§ HOW TO COMPLETE THIS TASK:
In this exercise, set down every entry that follows exactly as it appears.

:::

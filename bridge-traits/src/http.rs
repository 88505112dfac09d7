//! HTTP Client Abstraction
//!
//! Provides ranged, streaming HTTP GET for media data sources. Bodies are
//! never buffered whole: callers pull [`Bytes`] chunks from a [`ByteStream`]
//! and may drop the stream at any point to abandon the transfer.

use async_trait::async_trait;
use bytes::{Bytes, BytesMut};
use futures::stream::{Stream, StreamExt};
use std::collections::HashMap;
use std::fmt;
use std::pin::Pin;
use std::time::Duration;

use crate::error::{BridgeError, Result};

/// Boxed stream of body chunks.
pub type ByteStream = Pin<Box<dyn Stream<Item = Result<Bytes>> + Send>>;

/// URL without its query string and fragment.
///
/// Signed media URLs carry credentials in the query, so errors built by
/// this crate and its implementations name a resource by this form only.
pub fn strip_query(url: &str) -> &str {
    let end = url.find(['?', '#']).unwrap_or(url.len());
    &url[..end]
}

/// Byte range requested from a resource, `length == None` meaning "to the end".
#[derive(Debug, Clone, Copy, PartialEq, Eq)]
pub struct ByteRange {
    pub start: u64,
    pub length: Option<u64>,
}

impl ByteRange {
    pub fn new(start: u64, length: Option<u64>) -> Self {
        Self { start, length }
    }

    /// Range starting at `start` and running to the end of the resource.
    pub fn from(start: u64) -> Self {
        Self::new(start, None)
    }

    /// Value for the `Range` request header.
    ///
    /// Returns `None` when the range covers the whole resource, in which case
    /// no header should be sent.
    pub fn header_value(&self) -> Option<String> {
        match self.length {
            Some(len) if len > 0 => Some(format!(
                "bytes={}-{}",
                self.start,
                self.start + len - 1
            )),
            _ if self.start == 0 => None,
            _ => Some(format!("bytes={}-", self.start)),
        }
    }
}

/// HTTP request builder
#[derive(Debug, Clone)]
pub struct HttpRequest {
    pub url: String,
    pub headers: HashMap<String, String>,
    pub range: Option<ByteRange>,
    pub timeout: Option<Duration>,
}

impl HttpRequest {
    pub fn get(url: impl Into<String>) -> Self {
        Self {
            url: url.into(),
            headers: HashMap::new(),
            range: None,
            timeout: None,
        }
    }

    pub fn header(mut self, key: impl Into<String>, value: impl Into<String>) -> Self {
        self.headers.insert(key.into(), value.into());
        self
    }

    /// Merge several headers; later entries win on duplicate names.
    pub fn headers<I, K, V>(mut self, headers: I) -> Self
    where
        I: IntoIterator<Item = (K, V)>,
        K: Into<String>,
        V: Into<String>,
    {
        for (k, v) in headers {
            self.headers.insert(k.into(), v.into());
        }
        self
    }

    pub fn user_agent(self, user_agent: impl Into<String>) -> Self {
        self.header("User-Agent", user_agent)
    }

    pub fn range(mut self, range: ByteRange) -> Self {
        self.range = Some(range);
        self
    }

    pub fn timeout(mut self, duration: Duration) -> Self {
        self.timeout = Some(duration);
        self
    }
}

/// Streaming HTTP response
pub struct HttpResponseStream {
    pub status: u16,
    pub headers: HashMap<String, String>,
    /// Length of the body about to be streamed, when announced by the server.
    pub content_length: Option<u64>,
    pub body: ByteStream,
}

impl HttpResponseStream {
    /// Check if response status is successful (2xx)
    pub fn is_success(&self) -> bool {
        (200..300).contains(&self.status)
    }

    /// `206 Partial Content`: the server honored the requested range.
    pub fn is_partial_content(&self) -> bool {
        self.status == 206
    }

    /// `416 Range Not Satisfiable`: the requested start is past the end.
    pub fn is_range_not_satisfiable(&self) -> bool {
        self.status == 416
    }

    /// Case-insensitive header lookup.
    pub fn header(&self, name: &str) -> Option<&str> {
        self.headers
            .iter()
            .find(|(k, _)| k.eq_ignore_ascii_case(name))
            .map(|(_, v)| v.as_str())
    }

    /// Total resource length taken from `Content-Range: bytes a-b/total`.
    pub fn content_range_total(&self) -> Option<u64> {
        let value = self.header("Content-Range")?;
        let (_, total) = value.rsplit_once('/')?;
        total.trim().parse().ok()
    }

    /// Drain the body into a single buffer.
    pub async fn collect(mut self) -> Result<Bytes> {
        let mut buf = BytesMut::new();
        while let Some(chunk) = self.body.next().await {
            buf.extend_from_slice(&chunk?);
        }
        Ok(buf.freeze())
    }
}

impl fmt::Debug for HttpResponseStream {
    fn fmt(&self, f: &mut fmt::Formatter<'_>) -> fmt::Result {
        f.debug_struct("HttpResponseStream")
            .field("status", &self.status)
            .field("headers", &self.headers)
            .field("content_length", &self.content_length)
            .finish_non_exhaustive()
    }
}

/// Transport settings fixed at client construction.
#[derive(Debug, Clone, PartialEq, Eq)]
pub struct HttpSettings {
    /// Maximum time to establish a connection.
    pub connect_timeout: Duration,
    /// Maximum silence between two body chunks.
    pub read_timeout: Duration,
    /// Follow redirects that switch between `http` and `https`.
    pub allow_cross_protocol_redirects: bool,
    /// Maximum redirect hops before giving up.
    pub max_redirects: usize,
}

impl Default for HttpSettings {
    fn default() -> Self {
        Self {
            connect_timeout: Duration::from_secs(8),
            read_timeout: Duration::from_secs(8),
            allow_cross_protocol_redirects: true,
            max_redirects: 10,
        }
    }
}

/// Async HTTP client trait
///
/// Implementations must apply [`HttpSettings`] to every request, send the
/// `Range` header derived from [`HttpRequest::range`], and return non-2xx
/// statuses as a response rather than an error so that callers can interpret
/// `416`.
///
/// # Example
///
/// ```ignore
/// use bridge_traits::http::{ByteRange, HttpClient, HttpRequest};
///
/// async fn head_bytes(client: &dyn HttpClient, url: &str) -> Result<Bytes> {
///     let request = HttpRequest::get(url).range(ByteRange::new(0, Some(1024)));
///     client.open(request).await?.collect().await
/// }
/// ```
#[async_trait]
pub trait HttpClient: Send + Sync {
    /// Send a GET request and return the response with a streaming body.
    ///
    /// # Errors
    ///
    /// Returns error if:
    /// - Network connection fails or exceeds the connect timeout
    /// - TLS validation fails
    /// - Redirect policy rejects a hop
    async fn open(&self, request: HttpRequest) -> Result<HttpResponseStream>;

    /// Settings this client was built with.
    fn settings(&self) -> &HttpSettings;

    /// Fetch a whole resource; fails on any non-2xx status.
    async fn fetch(&self, request: HttpRequest) -> Result<Bytes> {
        let url = strip_query(&request.url).to_string();
        let response = self.open(request).await?;
        if !response.is_success() {
            return Err(BridgeError::Http {
                status: response.status,
                url,
            });
        }
        response.collect().await
    }
}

:::

§ EXERCISE SOLUTION:
filename bridge-traits/src/http.rs
repository 88505112dfac09d7
//! HTTP Client Abstraction
//!
//! Provides ranged, streaming HTTP GET for media data sources. Bodies are
//! never buffered whole: callers pull [`Bytes`] chunks from a [`ByteStream`]
//! and may drop the stream at any point to abandon the transfer.

use async_trait::async_trait;
use bytes::{Bytes, BytesMut};
use futures::stream::{Stream, StreamExt};
use std::collections::HashMap;
use std::fmt;
use std::pin::Pin;
use std::time::Duration;

use crate::error::{BridgeError, Result};

/// Boxed stream of body chunks.
pub type ByteStream = Pin<Box<dyn Stream<Item = Result<Bytes>> + Send>>;

/// URL without its query string and fragment.
///
/// Signed media URLs carry credentials in the query, so errors built by
/// this crate and its implementations name a resource by this form only.
pub fn strip_query(url: &str) -> &str {
    let end = url.find(['?', '#']).unwrap_or(url.len());
    &url[..end]
}

/// Byte range requested from a resource, `length == None` meaning "to the end".
#[derive(Debug, Clone, Copy, PartialEq, Eq)]
pub struct ByteRange {
    pub start: u64,
    pub length: Option<u64>,
}

impl ByteRange {
    pub fn new(start: u64, length: Option<u64>) -> Self {
        Self { start, length }
    }

    /// Range starting at `start` and running to the end of the resource.
    pub fn from(start: u64) -> Self {
        Self::new(start, None)
    }

    /// Value for the `Range` request header.
    ///
    /// Returns `None` when the range covers the whole resource, in which case
    /// no header should be sent.
    pub fn header_value(&self) -> Option<String> {
        match self.length {
            Some(len) if len > 0 => Some(format!(
                "bytes={}-{}",
                self.start,
                self.start + len - 1
            )),
            _ if self.start == 0 => None,
            _ => Some(format!("bytes={}-", self.start)),
        }
    }
}

/// HTTP request builder
#[derive(Debug, Clone)]
pub struct HttpRequest {
    pub url: String,
    pub headers: HashMap<String, String>,
    pub range: Option<ByteRange>,
    pub timeout: Option<Duration>,
}

impl HttpRequest {
    pub fn get(url: impl Into<String>) -> Self {
        Self {
            url: url.into(),
            headers: HashMap::new(),
            range: None,
            timeout: None,
        }
    }

    pub fn header(mut self, key: impl Into<String>, value: impl Into<String>) -> Self {
        self.headers.insert(key.into(), value.into());
        self
    }

    /// Merge several headers; later entries win on duplicate names.
    pub fn headers<I, K, V>(mut self, headers: I) -> Self
    where
        I: IntoIterator<Item = (K, V)>,
        K: Into<String>,
        V: Into<String>,
    {
        for (k, v) in headers {
            self.headers.insert(k.into(), v.into());
        }
        self
    }

    pub fn user_agent(self, user_agent: impl Into<String>) -> Self {
        self.header("User-Agent", user_agent)
    }

    pub fn range(mut self, range: ByteRange) -> Self {
        self.range = Some(range);
        self
    }

    pub fn timeout(mut self, duration: Duration) -> Self {
        self.timeout = Some(duration);
        self
    }
}

/// Streaming HTTP response
pub struct HttpResponseStream {
    pub status: u16,
    pub headers: HashMap<String, String>,
    /// Length of the body about to be streamed, when announced by the server.
    pub content_length: Option<u64>,
    pub body: ByteStream,
}

impl HttpResponseStream {
    /// Check if response status is successful (2xx)
    pub fn is_success(&self) -> bool {
        (200..300).contains(&self.status)
    }

    /// `206 Partial Content`: the server honored the requested range.
    pub fn is_partial_content(&self) -> bool {
        self.status == 206
    }

    /// `416 Range Not Satisfiable`: the requested start is past the end.
    pub fn is_range_not_satisfiable(&self) -> bool {
        self.status == 416
    }

    /// Case-insensitive header lookup.
    pub fn header(&self, name: &str) -> Option<&str> {
        self.headers
            .iter()
            .find(|(k, _)| k.eq_ignore_ascii_case(name))
            .map(|(_, v)| v.as_str())
    }

    /// Total resource length taken from `Content-Range: bytes a-b/total`.
    pub fn content_range_total(&self) -> Option<u64> {
        let value = self.header("Content-Range")?;
        let (_, total) = value.rsplit_once('/')?;
        total.trim().parse().ok()
    }

    /// Drain the body into a single buffer.
    pub async fn collect(mut self) -> Result<Bytes> {
        let mut buf = BytesMut::new();
        while let Some(chunk) = self.body.next().await {
            buf.extend_from_slice(&chunk?);
        }
        Ok(buf.freeze())
    }
}

impl fmt::Debug for HttpResponseStream {
    fn fmt(&self, f: &mut fmt::Formatter<'_>) -> fmt::Result {
        f.debug_struct("HttpResponseStream")
            .field("status", &self.status)
            .field("headers", &self.headers)
            .field("content_length", &self.content_length)
            .finish_non_exhaustive()
    }
}

/// Transport settings fixed at client construction.
#[derive(Debug, Clone, PartialEq, Eq)]
pub struct HttpSettings {
    /// Maximum time to establish a connection.
    pub connect_timeout: Duration,
    /// Maximum silence between two body chunks.
    pub read_timeout: Duration,
    /// Follow redirects that switch between `http` and `https`.
    pub allow_cross_protocol_redirects: bool,
    /// Maximum redirect hops before giving up.
    pub max_redirects: usize,
}

impl Default for HttpSettings {
    fn default() -> Self {
        Self {
            connect_timeout: Duration::from_secs(8),
            read_timeout: Duration::from_secs(8),
            allow_cross_protocol_redirects: true,
            max_redirects: 10,
        }
    }
}

/// Async HTTP client trait
///
/// Implementations must apply [`HttpSettings`] to every request, send the
/// `Range` header derived from [`HttpRequest::range`], and return non-2xx
/// statuses as a response rather than an error so that callers can interpret
/// `416`.
///
/// # Example
///
/// ```ignore
/// use bridge_traits::http::{ByteRange, HttpClient, HttpRequest};
///
/// async fn head_bytes(client: &dyn HttpClient, url: &str) -> Result<Bytes> {
///     let request = HttpRequest::get(url).range(ByteRange::new(0, Some(1024)));
///     client.open(request).await?.collect().await
/// }
/// ```
#[async_trait]
pub trait HttpClient: Send + Sync {
    /// Send a GET request and return the response with a streaming body.
    ///
    /// # Errors
    ///
    /// Returns error if:
    /// - Network connection fails or exceeds the connect timeout
    /// - TLS validation fails
    /// - Redirect policy rejects a hop
    async fn open(&self, request: HttpRequest) -> Result<HttpResponseStream>;

    /// Settings this client was built with.
    fn settings(&self) -> &HttpSettings;

    /// Fetch a whole resource; fails on any non-2xx status.
    async fn fetch(&self, request: HttpRequest) -> Result<Bytes> {
        let url = strip_query(&request.url).to_string();
        let response = self.open(request).await?;
        if !response.is_success() {
            return Err(BridgeError::Http {
                status: response.status,
                url,
            });
        }
        response.collect().await
    }
}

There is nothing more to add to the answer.